- [How to complete this task]: Among the records below, which lines contain the string "execution"? Report them.

### Material provided ###

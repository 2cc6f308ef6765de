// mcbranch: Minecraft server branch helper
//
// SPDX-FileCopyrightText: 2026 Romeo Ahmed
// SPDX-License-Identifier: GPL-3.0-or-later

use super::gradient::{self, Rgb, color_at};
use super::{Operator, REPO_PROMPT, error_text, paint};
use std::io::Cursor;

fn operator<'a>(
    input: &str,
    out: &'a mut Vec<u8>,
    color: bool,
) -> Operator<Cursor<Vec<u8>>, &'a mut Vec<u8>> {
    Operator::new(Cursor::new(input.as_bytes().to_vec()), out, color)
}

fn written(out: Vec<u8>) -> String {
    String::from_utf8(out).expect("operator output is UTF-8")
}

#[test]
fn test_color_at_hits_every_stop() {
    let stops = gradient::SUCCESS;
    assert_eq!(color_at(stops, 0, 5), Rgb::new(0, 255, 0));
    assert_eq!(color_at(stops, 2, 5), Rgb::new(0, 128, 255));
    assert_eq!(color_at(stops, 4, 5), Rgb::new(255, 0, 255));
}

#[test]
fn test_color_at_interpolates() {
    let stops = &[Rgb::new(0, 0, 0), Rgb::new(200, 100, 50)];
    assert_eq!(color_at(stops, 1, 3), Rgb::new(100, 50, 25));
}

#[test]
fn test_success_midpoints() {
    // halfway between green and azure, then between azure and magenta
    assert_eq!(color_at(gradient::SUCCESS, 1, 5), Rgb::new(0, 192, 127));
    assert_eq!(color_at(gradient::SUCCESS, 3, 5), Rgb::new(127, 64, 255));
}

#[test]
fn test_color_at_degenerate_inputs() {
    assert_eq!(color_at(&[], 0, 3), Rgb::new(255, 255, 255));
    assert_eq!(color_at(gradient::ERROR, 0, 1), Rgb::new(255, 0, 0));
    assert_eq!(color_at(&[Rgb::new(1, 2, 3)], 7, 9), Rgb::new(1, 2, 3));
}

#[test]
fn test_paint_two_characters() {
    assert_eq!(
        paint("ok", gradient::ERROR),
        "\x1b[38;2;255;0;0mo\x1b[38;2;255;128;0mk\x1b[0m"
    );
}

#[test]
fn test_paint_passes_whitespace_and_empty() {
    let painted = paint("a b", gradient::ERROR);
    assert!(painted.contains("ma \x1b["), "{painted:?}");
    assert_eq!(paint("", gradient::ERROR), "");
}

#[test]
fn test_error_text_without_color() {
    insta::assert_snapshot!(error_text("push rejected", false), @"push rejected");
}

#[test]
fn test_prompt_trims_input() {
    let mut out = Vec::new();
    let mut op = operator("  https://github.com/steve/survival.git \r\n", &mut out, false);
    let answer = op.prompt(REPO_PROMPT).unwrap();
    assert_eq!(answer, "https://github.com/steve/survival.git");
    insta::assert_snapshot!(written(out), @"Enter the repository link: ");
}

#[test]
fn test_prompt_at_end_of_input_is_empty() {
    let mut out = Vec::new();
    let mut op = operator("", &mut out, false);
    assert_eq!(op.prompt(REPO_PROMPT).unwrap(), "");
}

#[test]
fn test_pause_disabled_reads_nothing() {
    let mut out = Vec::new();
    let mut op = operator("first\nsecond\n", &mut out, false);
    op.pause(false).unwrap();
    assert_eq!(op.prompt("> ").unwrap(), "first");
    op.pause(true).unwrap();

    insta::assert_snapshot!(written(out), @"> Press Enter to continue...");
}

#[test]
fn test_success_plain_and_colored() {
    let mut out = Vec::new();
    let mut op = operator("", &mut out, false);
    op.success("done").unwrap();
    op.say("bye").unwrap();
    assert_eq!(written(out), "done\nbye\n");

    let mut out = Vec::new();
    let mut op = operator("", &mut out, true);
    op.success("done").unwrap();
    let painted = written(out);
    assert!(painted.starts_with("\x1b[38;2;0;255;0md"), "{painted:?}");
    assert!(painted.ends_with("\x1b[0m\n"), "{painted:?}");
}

###
### Material provided ###

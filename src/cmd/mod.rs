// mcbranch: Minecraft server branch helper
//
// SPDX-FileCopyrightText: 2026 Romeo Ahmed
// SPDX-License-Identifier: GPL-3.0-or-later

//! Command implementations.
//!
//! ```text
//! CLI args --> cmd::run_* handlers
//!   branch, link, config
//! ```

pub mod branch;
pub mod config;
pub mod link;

###
### Material provided ###

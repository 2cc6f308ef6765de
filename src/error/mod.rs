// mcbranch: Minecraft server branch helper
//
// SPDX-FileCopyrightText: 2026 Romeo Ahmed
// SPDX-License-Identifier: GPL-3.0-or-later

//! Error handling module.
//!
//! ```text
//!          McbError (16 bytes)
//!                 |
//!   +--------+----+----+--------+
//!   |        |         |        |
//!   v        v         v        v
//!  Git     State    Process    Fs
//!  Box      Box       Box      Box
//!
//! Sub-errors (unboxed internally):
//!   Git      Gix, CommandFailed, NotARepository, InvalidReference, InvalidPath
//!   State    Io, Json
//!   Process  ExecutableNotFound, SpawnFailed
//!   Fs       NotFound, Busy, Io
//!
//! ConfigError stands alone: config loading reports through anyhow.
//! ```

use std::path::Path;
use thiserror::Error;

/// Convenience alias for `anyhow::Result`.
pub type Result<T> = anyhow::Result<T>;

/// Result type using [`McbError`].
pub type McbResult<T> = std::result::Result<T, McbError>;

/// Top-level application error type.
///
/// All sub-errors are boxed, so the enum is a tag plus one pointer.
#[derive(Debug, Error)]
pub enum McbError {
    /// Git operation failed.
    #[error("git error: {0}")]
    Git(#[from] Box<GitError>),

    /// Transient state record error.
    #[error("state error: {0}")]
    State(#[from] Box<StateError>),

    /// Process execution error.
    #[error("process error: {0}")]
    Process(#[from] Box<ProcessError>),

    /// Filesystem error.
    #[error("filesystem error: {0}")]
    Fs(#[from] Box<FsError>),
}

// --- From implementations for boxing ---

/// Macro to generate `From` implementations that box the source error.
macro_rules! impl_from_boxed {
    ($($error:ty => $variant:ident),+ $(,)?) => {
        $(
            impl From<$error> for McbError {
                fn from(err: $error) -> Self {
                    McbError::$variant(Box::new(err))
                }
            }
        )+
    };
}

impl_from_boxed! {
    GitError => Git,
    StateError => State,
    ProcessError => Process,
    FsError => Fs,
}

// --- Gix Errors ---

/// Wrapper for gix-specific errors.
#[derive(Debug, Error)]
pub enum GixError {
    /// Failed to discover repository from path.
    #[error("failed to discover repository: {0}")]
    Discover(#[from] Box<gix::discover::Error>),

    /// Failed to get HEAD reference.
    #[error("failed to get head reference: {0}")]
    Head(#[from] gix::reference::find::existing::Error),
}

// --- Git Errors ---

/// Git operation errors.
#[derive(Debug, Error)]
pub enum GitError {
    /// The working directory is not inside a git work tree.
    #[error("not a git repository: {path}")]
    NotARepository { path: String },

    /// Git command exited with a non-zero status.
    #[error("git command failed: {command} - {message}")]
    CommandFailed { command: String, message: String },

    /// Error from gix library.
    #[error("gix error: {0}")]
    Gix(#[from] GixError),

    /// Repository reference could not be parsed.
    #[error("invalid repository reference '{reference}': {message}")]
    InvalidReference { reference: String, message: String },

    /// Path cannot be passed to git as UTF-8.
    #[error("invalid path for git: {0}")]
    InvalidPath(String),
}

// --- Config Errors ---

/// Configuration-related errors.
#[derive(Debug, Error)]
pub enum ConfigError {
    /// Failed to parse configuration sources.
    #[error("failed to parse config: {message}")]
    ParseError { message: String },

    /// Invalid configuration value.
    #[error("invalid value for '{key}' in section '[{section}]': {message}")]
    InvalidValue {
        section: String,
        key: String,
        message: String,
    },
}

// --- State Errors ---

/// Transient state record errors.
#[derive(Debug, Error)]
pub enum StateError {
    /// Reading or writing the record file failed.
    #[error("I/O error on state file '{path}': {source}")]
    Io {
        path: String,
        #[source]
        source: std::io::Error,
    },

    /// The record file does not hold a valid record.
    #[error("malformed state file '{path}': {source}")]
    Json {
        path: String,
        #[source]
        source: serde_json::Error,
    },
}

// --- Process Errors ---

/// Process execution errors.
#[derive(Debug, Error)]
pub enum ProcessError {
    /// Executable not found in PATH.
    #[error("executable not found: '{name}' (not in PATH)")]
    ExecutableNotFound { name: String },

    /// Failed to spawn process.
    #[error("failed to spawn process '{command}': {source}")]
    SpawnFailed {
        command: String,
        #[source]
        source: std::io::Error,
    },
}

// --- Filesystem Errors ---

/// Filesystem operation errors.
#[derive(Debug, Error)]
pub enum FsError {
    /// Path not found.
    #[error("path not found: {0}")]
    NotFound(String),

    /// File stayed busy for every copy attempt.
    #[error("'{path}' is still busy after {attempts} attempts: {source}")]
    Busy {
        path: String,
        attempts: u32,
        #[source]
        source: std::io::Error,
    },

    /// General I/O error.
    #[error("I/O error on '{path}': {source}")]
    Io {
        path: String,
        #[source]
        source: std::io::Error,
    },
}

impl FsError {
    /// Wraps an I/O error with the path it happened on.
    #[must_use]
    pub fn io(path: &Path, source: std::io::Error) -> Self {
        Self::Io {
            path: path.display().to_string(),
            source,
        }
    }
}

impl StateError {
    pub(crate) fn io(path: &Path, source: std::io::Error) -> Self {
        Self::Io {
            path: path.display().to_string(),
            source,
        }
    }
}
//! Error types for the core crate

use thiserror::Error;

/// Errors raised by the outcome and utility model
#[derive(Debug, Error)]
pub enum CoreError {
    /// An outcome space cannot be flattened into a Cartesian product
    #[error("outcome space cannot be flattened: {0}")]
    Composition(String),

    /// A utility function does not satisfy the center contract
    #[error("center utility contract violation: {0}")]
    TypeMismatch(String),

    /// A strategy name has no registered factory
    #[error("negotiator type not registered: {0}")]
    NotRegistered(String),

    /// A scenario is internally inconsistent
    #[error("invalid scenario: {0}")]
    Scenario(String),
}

###

- [Result for this task]:
    /// Process execution error.
/// Process execution errors.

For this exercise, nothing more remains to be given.